Zion National Park is one of the most spectacular national parks in Utah. However, it is far from a dog-friendly national park, with many restrictions applying for dogs. Find out what you can do when visiting Zion National Park with a dog and my tips for a great visit.
Are Dogs Allowed at Zion National Park?
Yes, pet dogs are allowed to join you in Zion National Park. However, there is a long list of restrictions that apply at Zion National Park for pets.
For starters, pets are not allowed on any of the trails other than the Pa’rus Trail, in wilderness areas, on the shuttle buses, or in public buildings. This greatly restricts what you can do at Zion National Park with a dog. (Note that the same restrictions do not apply to ADA service animals.)
Additionally, keep in mind the standard rules for pets that apply when visiting all national parks in the US. Make sure you clean up after your pet and keep them on a leash no longer than six feet long. Pets should also not be left unattended in vehicles.
So, where are pets allowed in Zion National Park? In addition to the Pa’rus Trail, pets are also allowed along public roads and in parking areas, in the developed campgrounds and in the picnic areas of the park.
Are Pets Allowed on the Shuttle at Zion?
One of the major restrictions for pets accessing Zion National Park is that they are not allowed on the shuttle buses. And when the shuttle is in operation, no private vehicles are allowed to access Zion Canyon Scenic Drive, the road that starts north of Canyon Junction, the most popular part of the park.
Shuttles generally operate every day between March and November, plus over the holiday season around the end of December. The exact dates and details can vary from year to year – it’s best to double check the website.
The shuttle system at Zion National Park operates for a longer period that the shuttle at nearby Bryce Canyon National Park. When we visited Bryce Canyon in November, the shuttle had already ended, but it was still operating when we visited Zion National Park on the same trip.
If you want to access Zion Canyon Scenic Drive in a private vehicle with your dog, you’ll need to visit between December and February, excluding one or two weeks at the end of December. Alternatively, it’s also possible to access the drive with a bicycle, presumably also with a dog trailer!
However, the popular hikes in Zion Canyon are still off limits to dogs year round, including the Narrows, Angels Landing and the Emerald Pool Trails.
Driving Through Zion with a Dog
While you can’t drive along the Zion Canyon Scenic Drive in your own vehicle for most of the year, it’s still possible to drive through the rest of the national park, including with your dog in your car.
It’s possible to drive in private vehicles year-round along the Zion-Mt Carmel Highway, which connects SR 9 through the park, through the Zion-Mt Carmel Tunnel, along the Kolob Terrace Road and the Kolob Canyons Drive.
We drove through Zion National Park with our dog after visiting Bryce Canyon National Park, on our way to Las Vegas. Turning off at Mt Carmel Junction onto SR 9, we entered the park at the East Entrance.

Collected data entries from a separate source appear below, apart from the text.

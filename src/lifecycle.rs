use crate::{error::FormError, model::GroupKey};
use hashbrown::HashMap;
use tracing::{error, trace, warn};

/// Where a group's DOM subtree is in its life.
///
/// `Absent → Rendering → Interactive → Removing → Absent`. A group only accepts mutations while [`Interactive`](`GroupState::Interactive`).
#[derive(Debug, Clone, Copy, PartialEq, Eq)]
pub enum GroupState {
	Absent,
	Rendering,
	Interactive,
	Removing,
}

impl GroupState {
	#[must_use]
	pub fn can_become(self, next: Self) -> bool {
		matches!(
			(self, next),
			(Self::Absent, Self::Rendering) | (Self::Rendering, Self::Interactive) | (Self::Interactive, Self::Removing) | (Self::Removing, Self::Absent)
		)
	}
}

/// Tracks [`GroupState`] per group key. Keys that aren't tracked are [`Absent`](`GroupState::Absent`).
#[derive(Debug, Default)]
pub struct Lifecycles(HashMap<GroupKey, GroupState>);

impl Lifecycles {
	#[must_use]
	pub fn new() -> Self {
		Self::default()
	}

	#[must_use]
	pub fn state(&self, key: &GroupKey) -> GroupState {
		self.0.get(key).copied().unwrap_or(GroupState::Absent)
	}

	/// Moves `key` to `next`.
	///
	/// # Errors
	///
	/// [`FormError::NotInteractive`] if the transition skips a state. The tracked state is left unchanged.
	pub fn advance(&mut self, key: &GroupKey, next: GroupState) -> Result<(), FormError> {
		let current = self.state(key);
		if !current.can_become(next) {
			error!("Rejected group transition {:?} -> {:?} for {}", current, next, key);
			return Err(FormError::NotInteractive { key: key.clone(), state: current });
		}
		trace!("Group {}: {:?} -> {:?}", key, current, next);
		if next == GroupState::Absent {
			self.0.remove(key);
		} else {
			self.0.insert(key.clone(), next);
		}
		Ok(())
	}

	/// Forgets a group whose rendering failed halfway, without passing through [`Interactive`](`GroupState::Interactive`).
	pub fn abort(&mut self, key: &GroupKey) {
		if let Some(state) = self.0.remove(key) {
			warn!("Aborted group {} while {:?}", key, state);
		}
	}

	/// Succeeds only for groups that currently accept mutations.
	pub fn require_interactive(&self, key: &GroupKey) -> Result<(), FormError> {
		match self.state(key) {
			GroupState::Interactive => Ok(()),
			state => Err(FormError::NotInteractive { key: key.clone(), state }),
		}
	}
}
//! Conditional visibility of form sections, as pure functions of the controlling choice.
//!
//! [`AccessToggle`] is the thin binding that applies them to the page.

use crate::error::FormError;
use core::{
	fmt::{self, Debug},
	str::FromStr,
};
use tracing::{error, trace, warn};
use wasm_bindgen::{closure::Closure, JsCast};
use web_sys::{Element, HtmlElement};

/// How a dataset's data can be accessed, as chosen with the access radio buttons.
#[derive(Debug, Clone, Copy, PartialEq, Eq, Hash)]
pub enum AccessType {
	AccessApplication,
	DirectDownload,
	AccessRequest,
	ContactOwner,
}

impl AccessType {
	/// The radio button id, which is also the submitted value.
	#[must_use]
	pub fn id(self) -> &'static str {
		match self {
			Self::AccessApplication => "access_application",
			Self::DirectDownload => "direct_download",
			Self::AccessRequest => "access_request",
			Self::ContactOwner => "contact_owner",
		}
	}
}

impl FromStr for AccessType {
	type Err = FormError;

	fn from_str(s: &str) -> Result<Self, Self::Err> {
		Ok(match s {
			"access_application" => Self::AccessApplication,
			"direct_download" => Self::DirectDownload,
			"access_request" => Self::AccessRequest,
			"contact_owner" => Self::ContactOwner,
			other => return Err(FormError::Validation(format!("unknown access type {other:?}"))),
		})
	}
}

/// Which URL sections are shown.
#[derive(Debug, Clone, Copy, Default, PartialEq, Eq)]
pub struct AccessVisibility {
	pub application_url: bool,
	pub request_url: bool,
	pub download_url: bool,
}

impl AccessVisibility {
	/// Section element ids with their visibility.
	#[must_use]
	pub fn sections(self) -> [(&'static str, bool); 3] {
		[
			("urlDiv_access_application", self.application_url),
			("urlDiv_access_request", self.request_url),
			("urlDiv_direct_download", self.download_url),
		]
	}
}

/// Exactly the URL section belonging to `access` is shown; contacting the owner needs none.
#[must_use]
pub fn access_visibility(access: AccessType) -> AccessVisibility {
	AccessVisibility {
		application_url: access == AccessType::AccessApplication,
		request_url: access == AccessType::AccessRequest,
		download_url: access == AccessType::DirectDownload,
	}
}

#[derive(Debug, Clone, Copy, PartialEq, Eq)]
pub struct LanguageToggle {
	pub visible: bool,
	/// Hiding the section while its input holds a value loses that value on submit.
	pub warn_data_loss: bool,
}

/// Flips the visibility of the language section.
#[must_use]
pub fn toggle_language(visible: bool, has_value: bool) -> LanguageToggle {
	let visible = !visible;
	LanguageToggle {
		visible,
		warn_data_loss: has_value && !visible,
	}
}

fn apply_access(document: &web_sys::Document, access: AccessType) {
	for (id, visible) in access_visibility(access).sections() {
		match document.get_element_by_id(id).and_then(|element| element.dyn_into::<HtmlElement>().ok()) {
			Some(section) => section.set_hidden(!visible),
			None => warn!("Access section #{} not found.", id),
		}
	}
}

/// Shows the URL section matching the checked access radio inside `container`. Unbound on drop.
pub struct AccessToggle {
	container: Element,
	handler: Closure<dyn Fn(web_sys::Event)>,
}

impl AccessToggle {
	pub fn new(container: Element) -> Result<Self, FormError> {
		let document = container.owner_document().ok_or_else(|| FormError::Dom("no owner document found for the container".to_owned()))?;
		let handler = Closure::wrap(Box::new(move |event: web_sys::Event| {
			let id = match event.target().and_then(|target| target.dyn_into::<Element>().ok()) {
				Some(target) => target.id(),
				None => return,
			};
			match id.parse() {
				Ok(access) => {
					trace!("Access type {:?}", access);
					apply_access(&document, access);
				}
				Err(error) => trace!("Ignoring change of #{}: {}", id, error),
			}
		}) as Box<dyn Fn(web_sys::Event)>);
		container.add_event_listener_with_callback("change", handler.as_ref().unchecked_ref())?;
		Ok(Self { container, handler })
	}
}

impl Drop for AccessToggle {
	fn drop(&mut self) {
		if let Err(error) = self.container.remove_event_listener_with_callback("change", self.handler.as_ref().unchecked_ref()) {
			error!("Failed to remove access toggle listener: {:?}", error);
		}
	}
}

impl Debug for AccessToggle {
	fn fmt(&self, f: &mut fmt::Formatter<'_>) -> fmt::Result {
		f.debug_struct("AccessToggle").field("container", &self.container).finish_non_exhaustive()
	}
}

We drove along the Zion-Mt Carmel Highway, stopping to view Checkerboard Mesa and passing through the one-mile long Zion-Mt Carmel Tunnel. We then turned left at Canyon Junction towards Springdale, exiting through the South Entrance.
The views along this drive are spectacular, and it’s a great way to appreciate some of the scenery of this national park with your dog. Note that you need to pay the park entrance fee (or have a valid pass like we did) to drive this route. Permits are also required for oversized vehicles passing through the tunnel.
We skipped the Kolob Terrace Road and Kolob Canyons Drive. The turn-off for the Kolob Terrace Road is in Virgin, leading to a northern section of the national park. The Kolob Canyons Drive is also in the north of the park.
Dog-Friendly Trails at Zion National Park
The only dog-friendly trail in Zion National Park is the Pa’rus Trail. This easy and flat paved trail links the Zion Canyon Visitor Center near the South Entrance and Canyon Junction, following the banks of the Virgin River.
I recommend parking at the Visitor Center (where there’s restrooms and water filling stations) and hiking up to Canyon Junction then back. You can also start from the South Campground.
The return track is 3.4 miles (5.4km) long. Allow two hours for the return hike, stopping to read the information panels along the way. If visiting in summer, avoid the middle of the day (or avoid the summer months altogether).
Can Dogs Paddle in the Virgin River?
The US National Park Service has recently been monitoring the presence of harmful cyanobacteria and cyanotoxins in the Virgin River, which flows through the park (including adjacent to the Pa’rus Trail) and the Springdale area immediately to the south.
A popular dog-friendly activity is allowing dogs to swim and paddle in the river, particularly just outside of the park during the warmer months. However, it is currently recommended that dogs are kept out of the water, due to their vulnerability to cyanotoxin exposure. The most recent information is provided here.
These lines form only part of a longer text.